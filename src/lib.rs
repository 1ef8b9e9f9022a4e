//! # h3-framing - HTTP/3 frame codec
//!
//! Converts the byte stream of a QUIC stream into typed HTTP/3 frames and
//! back. The codec sits between the QUIC stream and the application / QPACK
//! layers and owns nothing but per-stream parsing state.
//!
//! ## Features
//!
//! - **Resumable decoding**: input may arrive in arbitrary pieces, down to one
//!   byte per call; a frame is produced on the call that completes it
//! - **Streaming DATA**: large DATA payloads are forwarded as they arrive
//!   instead of being buffered whole
//! - **Reserved types**: HTTP/2 frame types are rejected with
//!   `H3_FRAME_UNEXPECTED` on both the receive and the send path
//! - **Pluggable header compression**: HEADERS and PUSH_PROMISE go through
//!   the [`HeaderCompressor`] / [`HeaderDecompressor`] traits
//!
//! ## Example Usage
//!
//! ```rust
//! use bytes::BytesMut;
//! use h3_framing::{FieldSection, Frame, FrameDecoder, FrameEncoder};
//!
//! let mut fields = FieldSection::new();
//! fields.push(":method", "GET");
//! fields.push(":path", "/");
//!
//! let mut wire = BytesMut::new();
//! FrameEncoder::default()
//!     .encode(Frame::Headers { fields: fields.clone() }, &mut wire)
//!     .unwrap();
//!
//! let mut decoder = FrameDecoder::default();
//! let (first, rest) = wire.split_at(3);
//! assert!(decoder.decode(first).unwrap().is_none());
//! assert_eq!(decoder.decode(rest).unwrap(), Some(Frame::Headers { fields }));
//! ```

pub mod config;
pub mod error;
pub mod protocol;
pub mod transport;

// Re-export main types for convenience
pub use config::{CodecConfig, CodecConfigBuilder};
pub use error::{H3Error, H3ErrorCode, H3Result, QpackError, VarIntError};
pub use protocol::{
    DecoderStats, FieldSection, Frame, FrameDecoder, FrameEncoder, FrameType, HeaderCompressor,
    HeaderDecompressor, HeaderField, LiteralQpack, SettingId, Settings,
};
pub use transport::{ConnectionHandle, StreamCodec};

EXERCISE OBJECTIVE -
Could you report all lines of the listing that hold "FieldSection"?

RESPONSE FOR THIS EXERCISE -
//! use h3_framing::{FieldSection, Frame, FrameDecoder, FrameEncoder};
//! let mut fields = FieldSection::new();
    DecoderStats, FieldSection, Frame, FrameDecoder, FrameEncoder, FrameType, HeaderCompressor,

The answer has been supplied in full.